Cash flow neutral focus means they aren't being as aggressive about growth anymore, but that's also a good move since they're public. If they were private still then they should keep growing aggressively and get more funding. The focus on not raising anymore is good for shareholders.Growing but cash flow targets and smart use of resources. Every initiative is measured versus alternatives to see what gets the best bang for the buck and not trying to execute every idea, just the most efficient ones.
Partner channels take a long time. LONG time. I run this part of the business for a hypergrowth tech unicorn so I know. They will not get any meaningful ARR from channels for 2 years if they just started. The other angle to channels though is if they can outsource their implementation and minimise growth of their services business they will get a better multiplier. 80+/- partners in place. Currently they view two as the most important. PWC and Avenade https://en.wikipedia.org/wiki/Avanade are producing revenue already. They would agree with you. They are over a year into it and less than half way. They expect bookings from partners this quarter and next quarter building in size to a more significant number in the December quarter.
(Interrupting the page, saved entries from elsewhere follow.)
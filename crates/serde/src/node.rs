//! The format-agnostic value tree codecs produce and format adapters render.
//!
//! A [`GenericNode`] is owned by a single encode or decode call. Object field
//! order is preserved, and field names are unique; the type tag is kept apart
//! from the fields so that every format can place it where it belongs (a
//! reserved key in JSON and YAML, `xsi:type` in XML).

use std::fmt;

use indexmap::IndexMap;
use serde::de::{self, DeserializeSeed, MapAccess, SeqAccess, Visitor};
use serde::ser::{self, Serialize, SerializeMap, SerializeSeq, Serializer};
use serde_json::Number;

use crate::error::excerpt;

/// Key carrying the type tag in JSON and YAML unless configured otherwise.
pub const DEFAULT_TAG_KEY: &str = "_type";

#[derive(Debug, Clone, PartialEq)]
pub enum Primitive {
    String(String),
    Number(Number),
    Bool(bool),
}

#[derive(Debug, Clone, PartialEq, Default)]
pub struct ObjectNode {
    pub tag: Option<String>,
    pub fields: IndexMap<String, GenericNode>,
}

impl ObjectNode {
    pub fn new() -> Self {
        Self::default()
    }

    pub fn tagged(tag: impl Into<String>) -> Self {
        Self {
            tag: Some(tag.into()),
            fields: IndexMap::new(),
        }
    }

    /// Builder form of [`ObjectNode::insert`].
    pub fn with(mut self, name: impl Into<String>, value: impl Into<GenericNode>) -> Self {
        self.insert(name, value);
        self
    }

    /// Inserts a field, returning the value it replaced.
    pub fn insert(
        &mut self,
        name: impl Into<String>,
        value: impl Into<GenericNode>,
    ) -> Option<GenericNode> {
        self.fields.insert(name.into(), value.into())
    }

    pub fn get(&self, name: &str) -> Option<&GenericNode> {
        self.fields.get(name)
    }

    /// A field holding a string primitive.
    pub fn get_str(&self, name: &str) -> Option<&str> {
        self.get(name).and_then(GenericNode::as_str)
    }

    /// Number of rendered entries, the tag included.
    pub fn entry_count(&self) -> usize {
        self.fields.len() + usize::from(self.tag.is_some())
    }

    pub fn is_empty(&self) -> bool {
        self.entry_count() == 0
    }

    pub fn excerpt(&self) -> String {
        GenericNode::Object(self.clone()).excerpt()
    }
}

#[derive(Debug, Clone, PartialEq)]
pub enum GenericNode {
    Null,
    Primitive(Primitive),
    List(Vec<GenericNode>),
    Object(ObjectNode),
}

impl GenericNode {
    pub fn string(value: impl Into<String>) -> Self {
        GenericNode::Primitive(Primitive::String(value.into()))
    }

    pub fn bool(value: bool) -> Self {
        GenericNode::Primitive(Primitive::Bool(value))
    }

    pub fn integer(value: i64) -> Self {
        GenericNode::Primitive(Primitive::Number(value.into()))
    }

    /// `None` for NaN and infinities.
    pub fn real(value: f64) -> Option<Self> {
        Number::from_f64(value).map(|n| GenericNode::Primitive(Primitive::Number(n)))
    }

    pub fn as_str(&self) -> Option<&str> {
        match self {
            GenericNode::Primitive(Primitive::String(s)) => Some(s),
            _ => None,
        }
    }

    pub fn as_object(&self) -> Option<&ObjectNode> {
        match self {
            GenericNode::Object(object) => Some(object),
            _ => None,
        }
    }

    pub fn as_list(&self) -> Option<&[GenericNode]> {
        match self {
            GenericNode::List(items) => Some(items),
            _ => None,
        }
    }

    pub fn is_null(&self) -> bool {
        matches!(self, GenericNode::Null)
    }

    /// Shape name for error messages.
    pub fn kind(&self) -> &'static str {
        match self {
            GenericNode::Null => "null",
            GenericNode::Primitive(Primitive::String(_)) => "string",
            GenericNode::Primitive(Primitive::Number(_)) => "number",
            GenericNode::Primitive(Primitive::Bool(_)) => "boolean",
            GenericNode::List(_) => "list",
            GenericNode::Object(_) => "object",
        }
    }

    /// Compact JSON rendering, shortened, for error messages.
    pub fn excerpt(&self) -> String {
        let tagged = TaggedNode::new(self, DEFAULT_TAG_KEY);
        match serde_json::to_string(&tagged) {
            Ok(json) => excerpt(&json),
            Err(_) => format!("<{}>", self.kind()),
        }
    }
}

impl From<ObjectNode> for GenericNode {
    fn from(object: ObjectNode) -> Self {
        GenericNode::Object(object)
    }
}

impl From<Primitive> for GenericNode {
    fn from(primitive: Primitive) -> Self {
        GenericNode::Primitive(primitive)
    }
}

impl From<&str> for GenericNode {
    fn from(value: &str) -> Self {
        GenericNode::string(value)
    }
}

impl From<String> for GenericNode {
    fn from(value: String) -> Self {
        GenericNode::string(value)
    }
}

impl From<bool> for GenericNode {
    fn from(value: bool) -> Self {
        GenericNode::bool(value)
    }
}

impl From<i64> for GenericNode {
    fn from(value: i64) -> Self {
        GenericNode::integer(value)
    }
}

impl From<Vec<GenericNode>> for GenericNode {
    fn from(items: Vec<GenericNode>) -> Self {
        GenericNode::List(items)
    }
}

/// Serializes a tree with the tag written first under `tag_key`.
pub struct TaggedNode<'a> {
    node: &'a GenericNode,
    tag_key: &'a str,
}

impl<'a> TaggedNode<'a> {
    pub fn new(node: &'a GenericNode, tag_key: &'a str) -> Self {
        Self { node, tag_key }
    }

    fn child(&self, node: &'a GenericNode) -> Self {
        Self::new(node, self.tag_key)
    }
}

impl Serialize for TaggedNode<'_> {
    fn serialize<S: Serializer>(&self, serializer: S) -> Result<S::Ok, S::Error> {
        match self.node {
            GenericNode::Null => serializer.serialize_unit(),
            GenericNode::Primitive(Primitive::String(s)) => serializer.serialize_str(s),
            GenericNode::Primitive(Primitive::Number(n)) => n.serialize(serializer),
            GenericNode::Primitive(Primitive::Bool(b)) => serializer.serialize_bool(*b),
            GenericNode::List(items) => {
                let mut seq = serializer.serialize_seq(Some(items.len()))?;
                for item in items {
                    seq.serialize_element(&self.child(item))?;
                }
                seq.end()
            }
            GenericNode::Object(object) => {
                let mut map = serializer.serialize_map(Some(object.entry_count()))?;
                if let Some(tag) = &object.tag {
                    map.serialize_entry(self.tag_key, tag)?;
                }
                for (name, value) in &object.fields {
                    if name == self.tag_key {
                        return Err(ser::Error::custom(format!(
                            "field '{name}' collides with the type tag key"
                        )));
                    }
                    map.serialize_entry(name, &self.child(value))?;
                }
                map.end()
            }
        }
    }
}

/// Deserializes any self-describing input into a tree, lifting the entry
/// named `tag_key` out of every map into [`ObjectNode::tag`].
///
/// Duplicate keys and non-string tags are rejected.
#[derive(Debug, Clone, Copy)]
pub struct NodeSeed<'a> {
    pub tag_key: &'a str,
}

impl<'a> NodeSeed<'a> {
    pub fn new(tag_key: &'a str) -> Self {
        Self { tag_key }
    }
}

impl<'de> DeserializeSeed<'de> for NodeSeed<'_> {
    type Value = GenericNode;

    fn deserialize<D: de::Deserializer<'de>>(self, deserializer: D) -> Result<Self::Value, D::Error> {
        deserializer.deserialize_any(self)
    }
}

impl<'de> Visitor<'de> for NodeSeed<'_> {
    type Value = GenericNode;

    fn expecting(&self, f: &mut fmt::Formatter<'_>) -> fmt::Result {
        f.write_str("a null, string, number, boolean, sequence or map")
    }

    fn visit_unit<E: de::Error>(self) -> Result<Self::Value, E> {
        Ok(GenericNode::Null)
    }

    fn visit_none<E: de::Error>(self) -> Result<Self::Value, E> {
        Ok(GenericNode::Null)
    }

    fn visit_some<D: de::Deserializer<'de>>(self, deserializer: D) -> Result<Self::Value, D::Error> {
        deserializer.deserialize_any(self)
    }

    fn visit_bool<E: de::Error>(self, value: bool) -> Result<Self::Value, E> {
        Ok(GenericNode::bool(value))
    }

    fn visit_i64<E: de::Error>(self, value: i64) -> Result<Self::Value, E> {
        Ok(GenericNode::Primitive(Primitive::Number(value.into())))
    }

    fn visit_u64<E: de::Error>(self, value: u64) -> Result<Self::Value, E> {
        Ok(GenericNode::Primitive(Primitive::Number(value.into())))
    }

    fn visit_f64<E: de::Error>(self, value: f64) -> Result<Self::Value, E> {
        GenericNode::real(value)
            .ok_or_else(|| E::custom(format!("non-finite number {value} is not supported")))
    }

    fn visit_str<E: de::Error>(self, value: &str) -> Result<Self::Value, E> {
        Ok(GenericNode::string(value))
    }

    fn visit_string<E: de::Error>(self, value: String) -> Result<Self::Value, E> {
        Ok(GenericNode::string(value))
    }

    fn visit_seq<A: SeqAccess<'de>>(self, mut seq: A) -> Result<Self::Value, A::Error> {
        let mut items = Vec::with_capacity(seq.size_hint().unwrap_or(0));
        while let Some(item) = seq.next_element_seed(self)? {
            items.push(item);
        }
        Ok(GenericNode::List(items))
    }

    fn visit_map<A: MapAccess<'de>>(self, mut map: A) -> Result<Self::Value, A::Error> {
        let mut object = ObjectNode::new();
        while let Some(key) = map.next_key::<String>()? {
            if key == self.tag_key {
                if object.tag.is_some() {
                    return Err(de::Error::custom(format!("duplicate key '{key}'")));
                }
                match map.next_value_seed(self)? {
                    GenericNode::Primitive(Primitive::String(tag)) => object.tag = Some(tag),
                    other => {
                        return Err(de::Error::custom(format!(
                            "type tag '{key}' must be a string, found {}",
                            other.kind()
                        )));
                    }
                }
                continue;
            }
            if object.fields.contains_key(&key) {
                return Err(de::Error::custom(format!("duplicate key '{key}'")));
            }
            let value = map.next_value_seed(self)?;
            object.fields.insert(key, value);
        }
        Ok(GenericNode::Object(object))
    }
}

#[cfg(test)]
mod tests {
    use super::*;

    fn parse(json: &str) -> Result<GenericNode, serde_json::Error> {
        let mut de = serde_json::Deserializer::from_str(json);
        NodeSeed::new(DEFAULT_TAG_KEY).deserialize(&mut de)
    }

    #[test]
    fn test_tag_is_lifted_and_order_kept() {
        let node = parse(r#"{"zeta": 1, "_type": "DV_TEXT", "alpha": [true, null]}"#).unwrap();
        let object = node.as_object().unwrap();
        assert_eq!(object.tag.as_deref(), Some("DV_TEXT"));
        let keys: Vec<_> = object.fields.keys().map(String::as_str).collect();
        assert_eq!(keys, vec!["zeta", "alpha"]);
        assert_eq!(
            object.get("alpha"),
            Some(&GenericNode::List(vec![GenericNode::bool(true), GenericNode::Null]))
        );
    }

    #[test]
    fn test_duplicate_keys_rejected() {
        let err = parse(r#"{"value": "a", "value": "b"}"#).unwrap_err();
        assert!(err.to_string().contains("duplicate key 'value'"));
        assert!(parse(r#"{"_type": "A", "_type": "B"}"#).is_err());
    }

    #[test]
    fn test_non_string_tag_rejected() {
        let err = parse(r#"{"_type": 5}"#).unwrap_err();
        assert!(err.to_string().contains("must be a string"));
    }

    #[test]
    fn test_tag_serialized_first() {
        let node = GenericNode::from(
            ObjectNode::new()
                .with("value", "hi")
                .with("count", 3i64),
        );
        let mut object = node.as_object().cloned().unwrap();
        object.tag = Some("DV_TEXT".into());
        let json = serde_json::to_string(&TaggedNode::new(&object.into(), "@type")).unwrap();
        assert_eq!(json, r#"{"@type":"DV_TEXT","value":"hi","count":3}"#);
    }

    #[test]
    fn test_field_colliding_with_tag_key() {
        let node = GenericNode::from(ObjectNode::new().with("_type", "x"));
        assert!(serde_json::to_string(&TaggedNode::new(&node, DEFAULT_TAG_KEY)).is_err());
    }

    #[test]
    fn test_entry_count_includes_tag() {
        assert_eq!(ObjectNode::tagged("DV_TEXT").with("value", "x").entry_count(), 2);
        assert_eq!(ObjectNode::new().entry_count(), 0);
        assert!(GenericNode::real(f64::NAN).is_none());
    }
}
Markets are down everyone because of coronavirus. Indeed. Not to be taken lightly. It will affect commerce. I think subscription intranet revenues will be less affected than an airline or a bricks and mortar retailer. I also think that the marketing process continues because so many IT presentations are made online. If corona virus is till impacting travel by the time of MSFT's Inspire conference in July then I might revise that statement. However the medical wise heads advise me that warmer weather in the Northern hemisphere will help contain the outbreaks.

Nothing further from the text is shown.